Exercise goal> Scan the records below. List lines holding "reports".

The input>
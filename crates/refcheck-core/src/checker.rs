use std::sync::Arc;

use futures_util::StreamExt;
use futures_util::stream;
use tokio_util::sync::CancellationToken;

use crate::db::CandidateSource;
use crate::links::{check_links, is_doi_link};
use crate::matching::{CandidateScan, MatchOutcome};
use crate::rate_limit::search_with_rate_limit;
use crate::text_utils::is_letter;
use crate::{
    Config, CoreError, Finding, FindingKind, ParsedReference, ProgressEvent, Reference,
    ReferenceReport,
};

/// Checks individual references against links and bibliographic sources.
pub struct Checker {
    config: Arc<Config>,
    client: reqwest::Client,
    sources: Vec<Arc<dyn CandidateSource>>,
}

impl Checker {
    pub fn new(config: Config) -> Result<Self, CoreError> {
        let user_agent = match &config.mailto {
            Some(mailto) => format!("refcheck/{} (mailto:{})", env!("CARGO_PKG_VERSION"), mailto),
            None => format!("refcheck/{}", env!("CARGO_PKG_VERSION")),
        };
        let client = reqwest::Client::builder().user_agent(user_agent).build()?;
        Ok(Self::with_client(config, client))
    }

    pub fn with_client(config: Config, client: reqwest::Client) -> Self {
        let sources = config.build_sources();
        Self {
            config: Arc::new(config),
            client,
            sources,
        }
    }

    /// Validate links, search sources when warranted, and collect findings.
    pub async fn check_reference(&self, reference: Reference) -> ReferenceReport {
        let link_checks =
            check_links(&reference.links, &self.client, self.config.link_timeout()).await;

        let mut report = ReferenceReport {
            reference,
            link_checks,
            searched: false,
            matched: None,
            candidates_seen: 0,
            source_errors: vec![],
            findings: vec![],
        };

        let invalid: Vec<&str> = report
            .link_checks
            .iter()
            .filter(|c| !c.reachable)
            .map(|c| c.url.as_str())
            .collect();
        let links_ok = invalid.is_empty();
        if !links_ok {
            report.findings.push(Finding::new(
                FindingKind::InvalidLink,
                format!("Invalid DOI or URL: {}", invalid.join(", ")),
            ));
        }

        if self.config.links_only {
            return report;
        }

        let links = &report.reference.links;
        if !links.is_empty() && !links.iter().all(|l| is_doi_link(l)) {
            return report;
        }

        let parsed = &report.reference.parsed;
        if links.is_empty() && !parsed.title.chars().any(is_letter) {
            report.findings.push(Finding::new(
                FindingKind::Bogus,
                "No venue information and no links",
            ));
            return report;
        }

        let (outcome, source_errors) = self.search(parsed).await;
        let mut findings = outcome.findings(parsed);
        if !links.is_empty() && links_ok {
            findings.retain(|f| f.kind != FindingKind::NotFound);
        }

        report.searched = true;
        report.candidates_seen = outcome.examined;
        report.matched = outcome.matched;
        report.source_errors = source_errors;
        report.findings.extend(findings);
        report
    }

    /// Query sources in order, stopping once a clean match is found.
    /// Failed sources contribute no candidates.
    async fn search(&self, parsed: &ParsedReference) -> (MatchOutcome, Vec<(String, String)>) {
        let mut scan = CandidateScan::new(parsed, self.config.title_match);
        let mut errors = Vec::new();

        for source in &self.sources {
            if scan.is_done() {
                break;
            }
            match search_with_rate_limit(
                source.as_ref(),
                &parsed.title,
                &self.client,
                self.config.search_timeout(),
                &self.config.rate_limiters,
            )
            .await
            {
                Ok(candidates) => {
                    tracing::debug!(
                        source = source.name(),
                        title = %parsed.title,
                        count = candidates.len(),
                        "search complete"
                    );
                    scan.feed(candidates);
                }
                Err(e) => {
                    tracing::warn!(
                        source = source.name(),
                        title = %parsed.title,
                        error = %e,
                        "search failed"
                    );
                    errors.push((source.name().to_string(), e.to_string()));
                }
            }
        }

        (scan.finish(), errors)
    }
}

/// Check a list of references with bounded concurrency, preserving order.
///
/// Progress events are emitted via the callback. References that have not
/// completed when `cancel` fires are left out of the result.
pub async fn check_references(
    refs: Vec<Reference>,
    config: Config,
    progress: impl Fn(ProgressEvent) + Send + Sync + 'static,
    cancel: CancellationToken,
) -> Result<Vec<ReferenceReport>, CoreError> {
    let total = refs.len();
    if total == 0 {
        return Ok(vec![]);
    }

    let concurrency = config.max_concurrent_refs.max(1);
    let checker = Checker::new(config)?;
    let checker = &checker;
    let progress = &progress;

    let reports: Vec<Option<ReferenceReport>> = stream::iter(refs.into_iter().enumerate())
        .map(|(index, reference)| {
            let cancel = cancel.clone();
            async move {
                if cancel.is_cancelled() {
                    return None;
                }
                progress(ProgressEvent::Checking {
                    index,
                    total,
                    title: reference.parsed.title.clone(),
                });

                let report = tokio::select! {
                    _ = cancel.cancelled() => return None,
                    report = checker.check_reference(reference) => report,
                };

                for (source, message) in &report.source_errors {
                    progress(ProgressEvent::SourceFailed {
                        index,
                        source: source.clone(),
                        message: message.clone(),
                    });
                }
                progress(ProgressEvent::Result {
                    index,
                    total,
                    report: Box::new(report.clone()),
                });
                Some(report)
            }
        })
        .buffered(concurrency)
        .collect()
        .await;

    Ok(reports.into_iter().flatten().collect())
}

Written answer>
    let reports: Vec<Option<ReferenceReport>> = stream::iter(refs.into_iter().enumerate())
    Ok(reports.into_iter().flatten().collect())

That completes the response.